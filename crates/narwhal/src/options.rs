//! Engine configuration.
//!
//! Every option struct is plain data with serde support so collaborators can persist or ship
//! settings as JSON. Unknown fields are rejected; missing fields fall back to the defaults below.

use serde::{Deserialize, Serialize};

use crate::algo::CoordinateTransform;
use crate::error::Result;

/// Force simulation parameters. Hot-swappable: a new value takes effect on the next tick.
#[derive(Debug, Clone, Copy, PartialEq, Serialize, Deserialize)]
#[serde(default, rename_all = "camelCase", deny_unknown_fields)]
pub struct PhysicsOptions {
    /// Pull toward the origin, proportional to distance and mass.
    pub gravity: f64,
    /// Inverse-distance repulsion between every pair of leaf nodes.
    pub repulsion: f64,
    /// Spring stiffness applied to `(distance - ideal_length)`.
    pub spring: f64,
    /// Velocity retention per tick, in `(0, 1]`.
    pub damping: f64,
    /// Extra clearance between node boxes; also scales the ideal spring length.
    pub min_distance: f64,
    /// Barnes-Hut opening angle. Smaller is more accurate and slower; `0` is exact.
    pub barnes_hut_theta: f64,
    /// ForceAtlas2 swing tolerance. Higher values let the layout move faster.
    pub tolerance: f64,
    /// Short-range push applied while two nodes are closer than their radii plus
    /// `min_distance`.
    pub collision: f64,
    /// Spring multiplier for edges touching a hypernode.
    pub hypernode_spring_multiplier: f64,
    /// Pull of compound children toward their parent's center.
    pub compound_gravity: f64,
}

impl Default for PhysicsOptions {
    fn default() -> Self {
        Self {
            gravity: 0.005,
            repulsion: 20.0,
            spring: 0.1,
            damping: 0.8,
            min_distance: 10.0,
            barnes_hut_theta: 0.8,
            tolerance: 1.0,
            collision: 0.5,
            hypernode_spring_multiplier: 2.0,
            compound_gravity: 0.02,
        }
    }
}

impl PhysicsOptions {
    /// Rest length of a spring between two nodes of the given radii.
    pub fn ideal_length(&self, radius_a: f64, radius_b: f64) -> f64 {
        radius_a + radius_b + self.min_distance * 5.0
    }
}

/// Parameters of the one-shot pivot MDS layout.
#[derive(Debug, Clone, Copy, PartialEq, Serialize, Deserialize)]
#[serde(default, rename_all = "camelCase", deny_unknown_fields)]
pub struct SpectralOptions {
    /// Graphs up to this many leaves use every node as a pivot; larger graphs use
    /// `max(min_pivots, sqrt(n))`.
    pub min_pivots: usize,
    /// Hard cap on the pivot count, bounding BFS work on very large graphs.
    pub max_pivots: usize,
    /// Power iteration count per eigenvector.
    pub power_iterations: usize,
    /// Stop early once the Rayleigh quotient changes by less than this (relative). `None`
    /// always runs the full `power_iterations`.
    pub eigen_tolerance: Option<f64>,
    /// Jitter amplitude as a fraction of the mean edge length.
    pub jitter: f64,
}

impl Default for SpectralOptions {
    fn default() -> Self {
        Self {
            min_pivots: 50,
            max_pivots: 250,
            power_iterations: 100,
            eigen_tolerance: Some(1e-10),
            jitter: 0.01,
        }
    }
}

/// Graph model settings.
#[derive(Debug, Clone, Copy, PartialEq, Serialize, Deserialize)]
#[serde(default, rename_all = "camelCase", deny_unknown_fields)]
pub struct ModelSettings {
    /// Width and height of nodes synced without an explicit size.
    pub default_node_size: f64,
    /// Margin between a compound node's box and the union of its children.
    pub compound_padding: f64,
    /// Radius of the jitter disc new nodes are dropped into.
    pub spawn_jitter: f64,
}

impl Default for ModelSettings {
    fn default() -> Self {
        Self {
            default_node_size: 20.0,
            compound_padding: 10.0,
            spawn_jitter: 10.0,
        }
    }
}

/// Pipeline and worker settings.
#[derive(Debug, Clone, PartialEq, Serialize, Deserialize)]
#[serde(default, rename_all = "camelCase", deny_unknown_fields)]
pub struct EngineConfig {
    pub physics: PhysicsOptions,
    pub spectral: SpectralOptions,
    pub model: ModelSettings,
    /// Integration step per tick.
    pub dt: f64,
    /// Ticks run by a one-shot Polish phase.
    pub polish_ticks: usize,
    /// Ticks run after a drag is released.
    pub release_ticks: usize,
    /// Initial tolerance multiplier of a release burst; decays linearly to 1.
    pub release_energy: f64,
    /// Upper bound on enforce passes per call.
    pub max_enforce_passes: usize,
    /// Snapshot publication rate while the layout is changing.
    pub snapshot_hz: f64,
    /// Upper bound on polish ticks per second on the engine worker. Zero or less runs
    /// unpaced.
    pub max_tick_hz: f64,
    /// Seeds the spawn jitter of new nodes, the Randomize phase and the spectral draft.
    pub random_seed: u64,
    pub transform: CoordinateTransform,
}

impl Default for EngineConfig {
    fn default() -> Self {
        Self {
            physics: PhysicsOptions::default(),
            spectral: SpectralOptions::default(),
            model: ModelSettings::default(),
            dt: 1.0,
            polish_ticks: 300,
            release_ticks: 60,
            release_energy: 3.0,
            max_enforce_passes: 16,
            snapshot_hz: 30.0,
            max_tick_hz: 120.0,
            random_seed: 1,
            transform: CoordinateTransform::Identity,
        }
    }
}

impl EngineConfig {
    pub fn from_json_str(s: &str) -> Result<Self> {
        Ok(serde_json::from_str(s)?)
    }

    pub fn to_json_string(&self) -> Result<String> {
        Ok(serde_json::to_string_pretty(self)?)
    }

    pub(crate) fn snapshot_interval(&self) -> std::time::Duration {
        let hz = if self.snapshot_hz.is_finite() && self.snapshot_hz > 0.0 {
            self.snapshot_hz
        } else {
            30.0
        };
        std::time::Duration::from_secs_f64(1.0 / hz)
    }

    pub(crate) fn tick_budget(&self) -> Option<std::time::Duration> {
        (self.max_tick_hz.is_finite() && self.max_tick_hz > 0.0)
            .then(|| std::time::Duration::from_secs_f64(1.0 / self.max_tick_hz))
    }
}
use narwhal::{
    Constraint, CoordinateTransform, EdgeSpec, EngineConfig, GraphModel, LayoutPipeline,
    NodeSpec, Phase, PipelineState, PolishMode,
};

fn specs() -> (Vec<NodeSpec>, Vec<EdgeSpec>) {
    let nodes = vec![
        NodeSpec::new("hub"),
        NodeSpec::new("left"),
        NodeSpec::new("right"),
        NodeSpec::new("group"),
        NodeSpec::new("g1").with_parent("group"),
        NodeSpec::new("g2").with_parent("group"),
    ];
    let edges = vec![
        EdgeSpec::new("hl", "hub", "left"),
        EdgeSpec::new("hr", "hub", "right"),
        EdgeSpec::new("hg", "hub", "group"),
        EdgeSpec::new("g12", "g1", "g2"),
    ];
    (nodes, edges)
}

fn model() -> GraphModel {
    let (nodes, edges) = specs();
    let mut g = GraphModel::new();
    g.reconcile(&nodes, &edges);
    g
}

fn constraints() -> Vec<Constraint> {
    vec![
        Constraint::RelativeLeftRight {
            left: "left".into(),
            right: "right".into(),
            gap: 100.0,
        },
        Constraint::AlignHorizontal(vec!["left".into(), "right".into()]),
    ]
}

#[test]
fn full_run_visits_every_phase_in_order() {
    let mut g = model();
    let mut pipeline = LayoutPipeline::new(EngineConfig {
        polish_ticks: 100,
        ..EngineConfig::default()
    });
    let reports = pipeline.run_full(&mut g, &constraints());
    let phases: Vec<Phase> = reports.iter().map(|r| r.phase).collect();
    assert_eq!(phases, Phase::ALL.to_vec());
    assert_eq!(pipeline.state(), PipelineState::Idle);

    let polish = &reports[4];
    assert_eq!(polish.ticks, 100);
    assert!(polish.enforce.is_some());
    assert!(reports[1].embed.is_some());
}

#[test]
fn full_run_satisfies_constraints_and_compound_bounds() {
    let mut g = model();
    let mut pipeline = LayoutPipeline::new(EngineConfig::default());
    pipeline.run_full(&mut g, &constraints());

    let left = g.node("left").unwrap();
    let right = g.node("right").unwrap();
    assert!(right.x - left.x >= 100.0 - 1e-6);
    assert!((right.y - left.y).abs() < 1e-5);

    let group = g.node("group").unwrap().rect();
    for id in ["g1", "g2"] {
        assert!(group.contains_rect(&g.node(id).unwrap().rect(), 1e-9));
    }
    for n in g.nodes() {
        assert!(n.x.is_finite() && n.y.is_finite());
    }
}

#[test]
fn same_seed_gives_the_same_layout() {
    let run = || {
        let mut g = model();
        let mut pipeline = LayoutPipeline::new(EngineConfig {
            polish_ticks: 50,
            ..EngineConfig::default()
        });
        pipeline.run_full(&mut g, &constraints());
        g.snapshot(0)
    };
    assert_eq!(run(), run());
}

#[test]
fn transform_phase_rotates_the_layout() {
    let mut g = GraphModel::new();
    g.reconcile(
        &[NodeSpec::new("a").at(-10.0, 0.0), NodeSpec::new("b").at(10.0, 0.0)],
        &[],
    );
    let mut pipeline = LayoutPipeline::new(EngineConfig::default());
    assert_eq!(pipeline.run_phase(&mut g, &[], Phase::Transform).moved, 0);

    pipeline.set_transform(CoordinateTransform::Rotate90);
    let report = pipeline.run_phase(&mut g, &[], Phase::Transform);
    assert_eq!(report.moved, 2);
    let a = g.node("a").unwrap();
    assert!(a.x.abs() < 1e-9 && (a.y + 10.0).abs() < 1e-9);
}

#[test]
fn randomize_scatters_only_free_leaves() {
    let mut g = GraphModel::new();
    g.reconcile(
        &[
            NodeSpec::new("pin").at(5.0, 5.0).pinned(),
            NodeSpec::new("a").at(0.0, 0.0),
            NodeSpec::new("b").at(0.0, 0.0),
        ],
        &[],
    );
    let mut pipeline = LayoutPipeline::new(EngineConfig::default());
    let report = pipeline.run_phase(&mut g, &[], Phase::Randomize);
    assert_eq!(report.moved, 2);
    let pin = g.node("pin").unwrap();
    assert_eq!((pin.x, pin.y), (5.0, 5.0));
    assert_ne!(g.node("a").unwrap().position(), g.node("b").unwrap().position());
}

#[test]
fn continuous_polish_steps_until_stopped() {
    let mut g = model();
    let mut pipeline = LayoutPipeline::new(EngineConfig::default());
    pipeline.start_polishing();
    assert!(pipeline.is_polishing());
    for _ in 0..10 {
        let stats = pipeline.step(&mut g, &constraints()).unwrap();
        assert!(stats.moved > 0);
    }
    assert_eq!(
        pipeline.state(),
        PipelineState::Polishing(PolishMode::Continuous)
    );

    pipeline.stop_polishing();
    assert_eq!(pipeline.state(), PipelineState::Idle);
    assert!(pipeline.step(&mut g, &constraints()).is_none());
}

#[test]
fn headless_layout_returns_every_node() {
    let (nodes, edges) = specs();
    let snapshot = narwhal::layout(&nodes, &edges, &constraints(), EngineConfig::default());
    assert_eq!(snapshot.nodes.len(), nodes.len());
    let left = snapshot.get("left").unwrap();
    let right = snapshot.get("right").unwrap();
    assert!(right.x - left.x >= 100.0 - 1e-6);
}

#[test]
fn config_reads_partial_json_and_rejects_unknown_fields() {
    let config =
        EngineConfig::from_json_str(r#"{ "polishTicks": 12, "physics": { "gravity": 0.5 } }"#)
            .unwrap();
    assert_eq!(config.polish_ticks, 12);
    assert_eq!(config.physics.gravity, 0.5);
    assert_eq!(config.physics.repulsion, EngineConfig::default().physics.repulsion);

    let err = EngineConfig::from_json_str(r#"{ "polishTick": 12 }"#).unwrap_err();
    assert!(matches!(err, narwhal::Error::Config(_)));

    let json = EngineConfig::default().to_json_string().unwrap();
    assert_eq!(
        EngineConfig::from_json_str(&json).unwrap(),
        EngineConfig::default()
    );
}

○ ○ ○ ○

- _Prompt_
Every line in the entries above that has the word "stats" should be identified and copied.

- _Answer section_
        let stats = pipeline.step(&mut g, &constraints()).unwrap();
        assert!(stats.moved > 0);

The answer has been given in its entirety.